### Task objective
Search the records for "ConfigError". Report every line where it occurs.
Segment Start: Provided material
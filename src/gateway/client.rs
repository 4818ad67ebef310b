//! 원격 인사이트 게이트웨이 클라이언트
//!
//! 사용자 동작 하나당 외부 생성형 완성 서비스에 요청 하나를 보낸다.
//! 프롬프트와 응답 스키마를 싣고, 돌려받은 텍스트를 JSON으로 해석해
//! 타입 있는 모델로 만든다. 재시도는 하지 않으며, 실패는 기능별
//! 안내 문구 하나로 변환된다. 부분 결과는 받지 않는다.

use async_trait::async_trait;
use reqwest::Client;
use serde::de::DeserializeOwned;
use serde_json::{json, Value};
use std::time::Duration;

use crate::config::GatewayConfig;
use crate::error::InsightError;
use crate::gateway::{prompts, schema};
use crate::models::insight::{
    InvestmentProjection, KeywordTrend, MarketTrend, MomentumStock, ScreenedCompany,
    ScreeningCriteria, SectorAnalysis, StockDetailInfo, TechnicalAnalysis, TopPicksAnalysis,
};
use crate::models::position::Position;

/// 분석 기능별 게이트웨이 연산
#[cfg_attr(test, mockall::automock)]
#[async_trait]
pub trait InsightGateway: Send + Sync {
    async fn keyword_trends(&self) -> Result<Vec<KeywordTrend>, InsightError>;

    async fn market_trends(&self) -> Result<Vec<MarketTrend>, InsightError>;

    async fn analyze_sector(&self, sector: &str) -> Result<SectorAnalysis, InsightError>;

    async fn screen_companies(
        &self,
        criteria: &ScreeningCriteria,
    ) -> Result<Vec<ScreenedCompany>, InsightError>;

    async fn momentum_stocks(&self, market: &str) -> Result<Vec<MomentumStock>, InsightError>;

    async fn technical_analysis(
        &self,
        stock: &StockDetailInfo,
    ) -> Result<TechnicalAnalysis, InsightError>;

    async fn top_picks(&self) -> Result<TopPicksAnalysis, InsightError>;

    async fn investment_projection(
        &self,
        position: &Position,
    ) -> Result<InvestmentProjection, InsightError>;
}

pub struct GeminiClient {
    client: Client,
    base_url: String,
    api_key: String,
    model: String,
}

impl GeminiClient {
    pub fn new(config: &GatewayConfig) -> Result<Self, InsightError> {
        let api_key = config
            .api_key
            .clone()
            .ok_or_else(|| InsightError::ConfigError("Gateway API key not set (INSIGHT_API_KEY)".to_string()))?;

        let timeout = Duration::from_millis(config.timeout_ms.unwrap_or(30000));
        let client = Client::builder().timeout(timeout).build()?;

        Ok(GeminiClient {
            client,
            base_url: config.base_url.trim_end_matches('/').to_string(),
            api_key,
            model: config.model.clone(),
        })
    }

    /// 프롬프트와 응답 스키마 하나로 완성 요청을 보낸다.
    async fn generate<T: DeserializeOwned>(
        &self,
        prompt: &str,
        response_schema: Value,
    ) -> Result<T, InsightError> {
        let url = format!("{}/models/{}:generateContent", self.base_url, self.model);

        let body = json!({
            "contents": [{ "parts": [{ "text": prompt }] }],
            "generationConfig": {
                "responseMimeType": "application/json",
                "responseSchema": response_schema
            }
        });

        let response = self
            .client
            .post(&url)
            .header("x-goog-api-key", &self.api_key)
            .json(&body)
            .send()
            .await?;

        if !response.status().is_success() {
            return Err(InsightError::Gateway(format!(
                "generateContent failed: {}",
                response.status()
            )));
        }

        let payload: Value = response.json().await?;
        let text = payload
            .pointer("/candidates/0/content/parts/0/text")
            .and_then(Value::as_str)
            .ok_or_else(|| InsightError::Gateway("empty completion response".to_string()))?;

        Ok(serde_json::from_str(text)?)
    }
}

// 실패를 기능별 안내 문구로 바꾼다. 원인은 로그에만 남긴다.
fn feature_error(feature: &str, error: InsightError, message: &str) -> InsightError {
    log::error!("{} 요청 실패: {}", feature, error);
    InsightError::Gateway(message.to_string())
}

#[async_trait]
impl InsightGateway for GeminiClient {
    async fn keyword_trends(&self) -> Result<Vec<KeywordTrend>, InsightError> {
        self.generate(prompts::KEYWORD_TRENDS, schema::keyword_trends())
            .await
            .map_err(|e| feature_error("급상승 키워드", e, "급상승 키워드를 가져오는 데 실패했습니다."))
    }

    async fn market_trends(&self) -> Result<Vec<MarketTrend>, InsightError> {
        self.generate(prompts::MARKET_TRENDS, schema::market_trends())
            .await
            .map_err(|e| feature_error("시장 트렌드", e, "시장 트렌드를 가져오는 데 실패했습니다."))
    }

    async fn analyze_sector(&self, sector: &str) -> Result<SectorAnalysis, InsightError> {
        self.generate(&prompts::sector_analysis(sector), schema::sector_analysis())
            .await
            .map_err(|e| feature_error("섹터 분석", e, "섹터 분석에 실패했습니다."))
    }

    async fn screen_companies(
        &self,
        criteria: &ScreeningCriteria,
    ) -> Result<Vec<ScreenedCompany>, InsightError> {
        self.generate(&prompts::screen_companies(criteria), schema::screened_companies())
            .await
            .map_err(|e| feature_error("기업 스크리닝", e, "기업 스크리닝에 실패했습니다."))
    }

    async fn momentum_stocks(&self, market: &str) -> Result<Vec<MomentumStock>, InsightError> {
        self.generate(&prompts::momentum_stocks(market), schema::momentum_stocks())
            .await
            .map_err(|e| feature_error("모멘텀 신호", e, "모멘텀 신호 종목을 찾는 데 실패했습니다."))
    }

    async fn technical_analysis(
        &self,
        stock: &StockDetailInfo,
    ) -> Result<TechnicalAnalysis, InsightError> {
        self.generate(&prompts::technical_analysis(stock), schema::technical_analysis())
            .await
            .map_err(|e| feature_error("기술적 분석", e, "종목 기술적 분석에 실패했습니다."))
    }

    async fn top_picks(&self) -> Result<TopPicksAnalysis, InsightError> {
        self.generate(prompts::TOP_PICKS, schema::top_picks())
            .await
            .map_err(|e| feature_error("Top Pick", e, "오늘의 Top Pick을 가져오는 데 실패했습니다."))
    }

    async fn investment_projection(
        &self,
        position: &Position,
    ) -> Result<InvestmentProjection, InsightError> {
        self.generate(&prompts::investment_projection(position), schema::investment_projection())
            .await
            .map_err(|e| feature_error("수익 예측", e, "가상투자 수익률 예측에 실패했습니다."))
    }
}

#[cfg(test)]
mod tests {
    use super::*;
    use crate::config::GatewayConfig;

    fn config_with_key(api_key: Option<&str>) -> GatewayConfig {
        GatewayConfig {
            base_url: "https://generativelanguage.googleapis.com/v1beta/".to_string(),
            api_key: api_key.map(String::from),
            model: "gemini-2.5-flash".to_string(),
            timeout_ms: Some(1000),
        }
    }

    #[test]
    fn test_client_requires_api_key() {
        let result = GeminiClient::new(&config_with_key(None));

        assert!(matches!(result, Err(InsightError::ConfigError(_))));
    }

    #[test]
    fn test_client_normalizes_base_url() {
        let client = GeminiClient::new(&config_with_key(Some("test-key"))).unwrap();

        assert_eq!(client.base_url, "https://generativelanguage.googleapis.com/v1beta");
    }

    #[test]
    fn test_feature_error_replaces_cause_with_user_message() {
        let cause = InsightError::Gateway("generateContent failed: 500".to_string());

        let err = feature_error("시장 트렌드", cause, "시장 트렌드를 가져오는 데 실패했습니다.");

        assert_eq!(err.to_string(), "시장 트렌드를 가져오는 데 실패했습니다.");
    }
}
Segment End: Provided material
### Answer
            .ok_or_else(|| InsightError::ConfigError("Gateway API key not set (INSIGHT_API_KEY)".to_string()))?;
        assert!(matches!(result, Err(InsightError::ConfigError(_))));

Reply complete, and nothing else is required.